-- Opening Marker --

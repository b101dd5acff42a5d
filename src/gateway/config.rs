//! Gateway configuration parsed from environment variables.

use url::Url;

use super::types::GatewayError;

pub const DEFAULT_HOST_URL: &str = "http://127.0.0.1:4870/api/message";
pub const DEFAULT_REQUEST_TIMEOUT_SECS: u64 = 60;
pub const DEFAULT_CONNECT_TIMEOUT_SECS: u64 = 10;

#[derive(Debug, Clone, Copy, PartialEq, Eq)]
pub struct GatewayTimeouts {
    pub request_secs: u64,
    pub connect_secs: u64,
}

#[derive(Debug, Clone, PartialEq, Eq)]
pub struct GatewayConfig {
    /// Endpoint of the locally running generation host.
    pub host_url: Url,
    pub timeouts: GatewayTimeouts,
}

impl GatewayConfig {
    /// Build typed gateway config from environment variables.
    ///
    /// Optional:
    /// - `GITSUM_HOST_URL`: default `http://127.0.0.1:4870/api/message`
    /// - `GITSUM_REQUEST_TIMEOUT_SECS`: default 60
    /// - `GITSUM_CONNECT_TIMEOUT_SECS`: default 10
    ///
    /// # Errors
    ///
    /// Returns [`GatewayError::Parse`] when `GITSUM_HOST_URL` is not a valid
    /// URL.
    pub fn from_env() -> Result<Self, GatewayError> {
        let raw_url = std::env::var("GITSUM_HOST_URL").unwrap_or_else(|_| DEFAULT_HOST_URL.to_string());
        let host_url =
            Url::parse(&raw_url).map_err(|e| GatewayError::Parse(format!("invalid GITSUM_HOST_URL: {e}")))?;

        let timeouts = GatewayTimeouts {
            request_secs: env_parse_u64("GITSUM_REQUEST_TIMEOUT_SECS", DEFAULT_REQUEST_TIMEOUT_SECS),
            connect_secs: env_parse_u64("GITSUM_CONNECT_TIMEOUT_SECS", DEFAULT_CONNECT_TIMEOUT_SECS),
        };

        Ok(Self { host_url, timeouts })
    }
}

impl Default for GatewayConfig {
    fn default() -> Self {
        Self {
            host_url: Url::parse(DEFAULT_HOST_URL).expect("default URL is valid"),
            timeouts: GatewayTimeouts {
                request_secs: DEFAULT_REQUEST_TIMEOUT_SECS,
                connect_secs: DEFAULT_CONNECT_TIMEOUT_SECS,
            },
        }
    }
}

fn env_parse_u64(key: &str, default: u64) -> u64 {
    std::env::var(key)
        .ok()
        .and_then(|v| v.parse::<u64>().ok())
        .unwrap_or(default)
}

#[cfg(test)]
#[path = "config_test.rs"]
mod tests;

-- Closing Marker --

» **Exercise brief**
Copy out the data exactly as it stands, leaving nothing out.

» **Task result**
repository b101dd5acff42a5d
filename src/gateway/config.rs
//! Gateway configuration parsed from environment variables.

use url::Url;

use super::types::GatewayError;

pub const DEFAULT_HOST_URL: &str = "http://127.0.0.1:4870/api/message";
pub const DEFAULT_REQUEST_TIMEOUT_SECS: u64 = 60;
pub const DEFAULT_CONNECT_TIMEOUT_SECS: u64 = 10;

#[derive(Debug, Clone, Copy, PartialEq, Eq)]
pub struct GatewayTimeouts {
    pub request_secs: u64,
    pub connect_secs: u64,
}

#[derive(Debug, Clone, PartialEq, Eq)]
pub struct GatewayConfig {
    /// Endpoint of the locally running generation host.
    pub host_url: Url,
    pub timeouts: GatewayTimeouts,
}

impl GatewayConfig {
    /// Build typed gateway config from environment variables.
    ///
    /// Optional:
    /// - `GITSUM_HOST_URL`: default `http://127.0.0.1:4870/api/message`
    /// - `GITSUM_REQUEST_TIMEOUT_SECS`: default 60
    /// - `GITSUM_CONNECT_TIMEOUT_SECS`: default 10
    ///
    /// # Errors
    ///
    /// Returns [`GatewayError::Parse`] when `GITSUM_HOST_URL` is not a valid
    /// URL.
    pub fn from_env() -> Result<Self, GatewayError> {
        let raw_url = std::env::var("GITSUM_HOST_URL").unwrap_or_else(|_| DEFAULT_HOST_URL.to_string());
        let host_url =
            Url::parse(&raw_url).map_err(|e| GatewayError::Parse(format!("invalid GITSUM_HOST_URL: {e}")))?;

        let timeouts = GatewayTimeouts {
            request_secs: env_parse_u64("GITSUM_REQUEST_TIMEOUT_SECS", DEFAULT_REQUEST_TIMEOUT_SECS),
            connect_secs: env_parse_u64("GITSUM_CONNECT_TIMEOUT_SECS", DEFAULT_CONNECT_TIMEOUT_SECS),
        };

        Ok(Self { host_url, timeouts })
    }
}

impl Default for GatewayConfig {
    fn default() -> Self {
        Self {
            host_url: Url::parse(DEFAULT_HOST_URL).expect("default URL is valid"),
            timeouts: GatewayTimeouts {
                request_secs: DEFAULT_REQUEST_TIMEOUT_SECS,
                connect_secs: DEFAULT_CONNECT_TIMEOUT_SECS,
            },
        }
    }
}

fn env_parse_u64(key: &str, default: u64) -> u64 {
    std::env::var(key)
        .ok()
        .and_then(|v| v.parse::<u64>().ok())
        .unwrap_or(default)
}

#[cfg(test)]
#[path = "config_test.rs"]
mod tests;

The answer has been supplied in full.